While GF100 includes many enhancements and performance improvements over past GPU architectures, the ability to perform parallel geometry processing is possibly the single most important GF100 architectural improvement.

'Game developers tend to use relatively simple geometric models due to the limited bandwidth of the PCI Express bus and the modest geometry throughput of current GPUs.'

'Using GPU-based tessellation, a game developer can send a compact geometric representation of an object or character, and the tessellator unit can produce the correct geometric complexity for the specific scene. We’ll now go into greater detail discussing the characteristics and benefits of tessellation in combination with displacement mapping.'


'To facilitate high triangle rates, we designed a -Scalable Geometry Engine- called the PolyMorph Engine.'

'Each of the 16 PolyMorph engines has its own dedicated vertex fetch unit and tessellator, greatly expanding geometry performance.
In conjunction, we also designed four parallel Raster Engines, allowing up to four triangles to be setup per clock.
Together, they enable breakthrough triangle fetch, tessellation, and rasterization performance.'


'Tessellation requires new levels of triangle and rasterization performance.
The PolyMorph Engine dramatically increases triangle, tessellation, and Stream Out performance.
Four parallel Raster Engines provide sustained throughout in triangle setup and rasterization.
By having a dedicated tessellator for each SM, and a Raster Engine for each GPC, GF100 delivers up to 8× the geometry performance of GT200.'




2. Memory, the answer was a bit surprising.
(I structure a little know. (1 module = 8 Rop + 64bit MC))

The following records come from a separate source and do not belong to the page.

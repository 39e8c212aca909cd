//! # Orbit Node — Entry Point
//!
//! Minimal main that delegates all logic to the `cli` module.

mod cli;

#[tokio::main(flavor = "multi_thread")]
async fn main() {
    let exit_code = cli::run().await;
    std::process::exit(exit_code);
}
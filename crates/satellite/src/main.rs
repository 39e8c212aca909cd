//! # Orbit Satellite — Entry Point
//!
//! Minimal main that delegates all logic to the `cli` module.

mod cli;

#[tokio::main(flavor = "multi_thread")]
async fn main() {
    let exit_code = cli::run().await;
    std::process::exit(exit_code);
}
//! TOML configuration for the satellite and storage node processes.
//!
//! Structs are small and typed; every knob has a default matching the
//! production values, so an empty file is a valid config. The binaries load
//! these at bootstrap (`--config-dir` / `ORBIT_CONFIG_DIR`); library code
//! receives the sub-structs by value at construction.

use std::fs;
use std::path::Path;

use serde::Deserialize;

use crate::error::Error;

/// Audit worker knobs.
#[derive(Debug, Clone, Deserialize)]
#[serde(default)]
pub struct AuditConfig {
    /// Floor for the per-share download timeout.
    pub min_download_timeout_ms: u64,
    /// Timeout scales as share_size / this rate, if larger than the floor.
    pub min_bytes_per_second: u64,
    /// Pending audits older than this convert to an offline tally.
    pub containment_window_ms: u64,
}

impl Default for AuditConfig {
    fn default() -> Self {
        AuditConfig {
            min_download_timeout_ms: 5_000,
            min_bytes_per_second: 128 * 1024,
            containment_window_ms: 7 * 24 * 60 * 60 * 1000,
        }
    }
}

/// Repair checker and worker knobs.
#[derive(Debug, Clone, Deserialize)]
#[serde(default)]
pub struct RepairConfig {
    /// Attempts before a queue entry is dead-lettered.
    pub max_attempts: u32,
    /// Lease duration on a dequeued segment; stale leases are reclaimed.
    pub lease_ms: u64,
    /// Checker sweep interval.
    pub interval_ms: u64,
    /// Budget for one whole-piece transfer during repair.
    pub transfer_timeout_ms: u64,
}

impl Default for RepairConfig {
    fn default() -> Self {
        RepairConfig {
            max_attempts: 5,
            lease_ms: 10 * 60 * 1000,
            interval_ms: 30_000,
            transfer_timeout_ms: 120_000,
        }
    }
}

/// Node-selection criteria applied by the overlay.
#[derive(Debug, Clone, Deserialize)]
#[serde(default)]
pub struct NodeSelectionConfig {
    /// Audits needed before a node counts as vetted.
    pub audit_threshold: u64,
    /// Fraction of each selection drawn from unvetted nodes to bootstrap
    /// their reputation.
    pub new_node_fraction: f64,
    pub min_audit_success_ratio: f64,
    pub min_uptime_ratio: f64,
    /// Vetted nodes below this audit-success ratio are disqualified.
    pub disqualification_threshold: f64,
}

impl Default for NodeSelectionConfig {
    fn default() -> Self {
        NodeSelectionConfig {
            audit_threshold: 100,
            new_node_fraction: 0.05,
            min_audit_success_ratio: 0.6,
            min_uptime_ratio: 0.9,
            disqualification_threshold: 0.6,
        }
    }
}

/// Order issuance and settlement knobs.
#[derive(Debug, Clone, Deserialize)]
#[serde(default)]
pub struct OrdersConfig {
    /// Issued order limits expire after this long.
    pub order_lifetime_ms: u64,
    /// Receipts are final at expiration + grace; the serial table archives
    /// past that point.
    pub settlement_grace_ms: u64,
    /// Storage-node serial seen-set retention window.
    pub serial_retention_ms: u64,
}

impl Default for OrdersConfig {
    fn default() -> Self {
        OrdersConfig {
            order_lifetime_ms: 60 * 60 * 1000,
            settlement_grace_ms: 24 * 60 * 60 * 1000,
            serial_retention_ms: 48 * 60 * 60 * 1000,
        }
    }
}

/// Satellite process configuration.
#[derive(Debug, Clone, Default, Deserialize)]
#[serde(default)]
pub struct SatelliteConfig {
    pub audit: AuditConfig,
    pub repair: RepairConfig,
    pub selection: NodeSelectionConfig,
    pub orders: OrdersConfig,
}

/// Storage node process configuration.
#[derive(Debug, Clone, Deserialize)]
#[serde(default)]
pub struct StorageNodeConfig {
    /// Root directory for blobs, temp files and quarantine.
    pub data_dir: String,
    /// Operator-allocated disk budget in bytes.
    pub allocated_bytes: u64,
    /// Hex public keys of satellites this node will accept order limits
    /// from; node ids are derived from the keys.
    pub trusted_satellites: Vec<String>,
    pub orders: OrdersConfig,
}

impl Default for StorageNodeConfig {
    fn default() -> Self {
        StorageNodeConfig {
            data_dir: "./data".to_string(),
            allocated_bytes: 1 << 40,
            trusted_satellites: Vec::new(),
            orders: OrdersConfig::default(),
        }
    }
}

/// Load a TOML config file into `T`. Missing keys take their defaults; a
/// missing file is an error so typos in `--config-dir` surface early.
pub fn load_from_file<T: serde::de::DeserializeOwned>(path: impl AsRef<Path>) -> Result<T, Error> {
    let raw = fs::read_to_string(path.as_ref())?;
    toml::from_str(&raw).map_err(|e| Error::invalid(format!("config parse: {}", e)))
}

I thought it was a main cause AA. (Memory, but also important)
Geforce up to 32x, Quadro up to 64x (single card)




3. Description of low level is required.
Cause I was thinking would be affected MPE (GLperf results)

His('P') links with similar data.
Http://www.behardware.com/articles/787-7/report-nvidia-geforce-gtx-480-470.html
GTX 470 Tessellation - High culling 1311 Mtri/s.
(OpenGL 4.0 support for the tessellation)

And perhaps like materials are used only in raster engine.
GTX 470 100% culled 1959.
GTX 470 607MHz * 3.2 = 1914.
(Nvidia tells us that in directed tests, GF100 has averaged as many as 3.2 triangles per clock, which is still quite formidable.)



4. Has been helpful.
(It depends on what you are going to do with your OpenGL programs.)



I wonder of the writing is 3dcgi.
MPE(or SM n SP) Would not important at VFX(OpenGL Effect)?
as far as i know, this market is larger.



I forgot an important question.

112. I would like to hear people's opinion about this.
'is Quadro's SP more marketing than performance?'



It looks to me.
According to data of Nvidia quadro SM/SP seems to be mainly to promote.



Thank you for read.
(Please understand that I am not good at English)
 
GTX470 2428 MTris = 4 * 607 (4 GPC * GPU clock)
I don't understand how result 1.3BTris. (but i think SM(polymolph engine)s influence to result)

I think the correct calculation is to use the culling rate which is # SM * clock / 4 according to hardware.fr. So it would be 14 * 607 / 4 = 2124 MTris. On a full chip with no SM's disabled this would match the GPC based calculation.

Also, the theoretical peak is only for triangles 8 pixels in size or smaller. Anything bigger than that would require multiple cycles in the rasterizer.